* [Task statement] Which lines to output? The line containing "Cleans an optional" and every line after it in the data below, each copied exactly.
++++ Listed records ++++
//! String cleanup helpers and lambda-style extension trait.

/// Cleans an optional string: trims whitespace and turns an empty result into `None`.
///
/// # Example
/// ```ignore
/// let host = clean_optional_string(req.fe_host.as_ref());
/// // equivalent to:
/// // req.fe_host.as_ref().map(|s| s.trim().to_string()).filter(|s| !s.is_empty())
/// ```
#[inline]
pub fn clean_optional_string(s: Option<&String>) -> Option<String> {
    s.map(|s| s.trim().to_string()).filter(|s| !s.is_empty())
}

/// Trims leading and trailing whitespace, returning an owned `String`.
#[inline]
pub fn trim_string(s: &str) -> String {
    s.trim().to_string()
}

pub trait StringExt {
    /// Trims and returns `None` for an empty result.
    fn clean(&self) -> Option<String>;

    /// Trims and returns the cleaned string, empty if absent.
    fn trimmed(&self) -> String;
}

impl StringExt for str {
    #[inline]
    fn clean(&self) -> Option<String> {
        let trimmed = self.trim();
        if trimmed.is_empty() { None } else { Some(trimmed.to_string()) }
    }

    #[inline]
    fn trimmed(&self) -> String {
        self.trim().to_string()
    }
}

impl StringExt for String {
    #[inline]
    fn clean(&self) -> Option<String> {
        self.as_str().clean()
    }

    #[inline]
    fn trimmed(&self) -> String {
        self.as_str().trimmed()
    }
}

impl<T: AsRef<str>> StringExt for Option<T> {
    #[inline]
    fn clean(&self) -> Option<String> {
        self.as_ref().and_then(|s| s.as_ref().clean())
    }

    #[inline]
    fn trimmed(&self) -> String {
        self.as_ref().map(|s| s.as_ref().trim().to_string()).unwrap_or_default()
    }
}

#[cfg(test)]
mod tests {
    use super::*;

    #[test]
    fn clean_drops_empty_and_whitespace_only() {
        assert_eq!("  ".clean(), None);
        assert_eq!("  hi  ".clean(), Some("hi".to_string()));
    }
}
++++
* [Final answer]
/// Cleans an optional string: trims whitespace and turns an empty result into `None`.
///
/// # Example
/// ```ignore
/// let host = clean_optional_string(req.fe_host.as_ref());
/// // equivalent to:
/// // req.fe_host.as_ref().map(|s| s.trim().to_string()).filter(|s| !s.is_empty())
/// ```
#[inline]
pub fn clean_optional_string(s: Option<&String>) -> Option<String> {
    s.map(|s| s.trim().to_string()).filter(|s| !s.is_empty())
}

/// Trims leading and trailing whitespace, returning an owned `String`.
#[inline]
pub fn trim_string(s: &str) -> String {
    s.trim().to_string()
}

pub trait StringExt {
    /// Trims and returns `None` for an empty result.
    fn clean(&self) -> Option<String>;

    /// Trims and returns the cleaned string, empty if absent.
    fn trimmed(&self) -> String;
}

impl StringExt for str {
    #[inline]
    fn clean(&self) -> Option<String> {
        let trimmed = self.trim();
        if trimmed.is_empty() { None } else { Some(trimmed.to_string()) }
    }

    #[inline]
    fn trimmed(&self) -> String {
        self.trim().to_string()
    }
}

impl StringExt for String {
    #[inline]
    fn clean(&self) -> Option<String> {
        self.as_str().clean()
    }

    #[inline]
    fn trimmed(&self) -> String {
        self.as_str().trimmed()
    }
}

impl<T: AsRef<str>> StringExt for Option<T> {
    #[inline]
    fn clean(&self) -> Option<String> {
        self.as_ref().and_then(|s| s.as_ref().clean())
    }

    #[inline]
    fn trimmed(&self) -> String {
        self.as_ref().map(|s| s.as_ref().trim().to_string()).unwrap_or_default()
    }
}

#[cfg(test)]
mod tests {
    use super::*;

    #[test]
    fn clean_drops_empty_and_whitespace_only() {
        assert_eq!("  ".clean(), None);
        assert_eq!("  hi  ".clean(), Some("hi".to_string()));
    }
}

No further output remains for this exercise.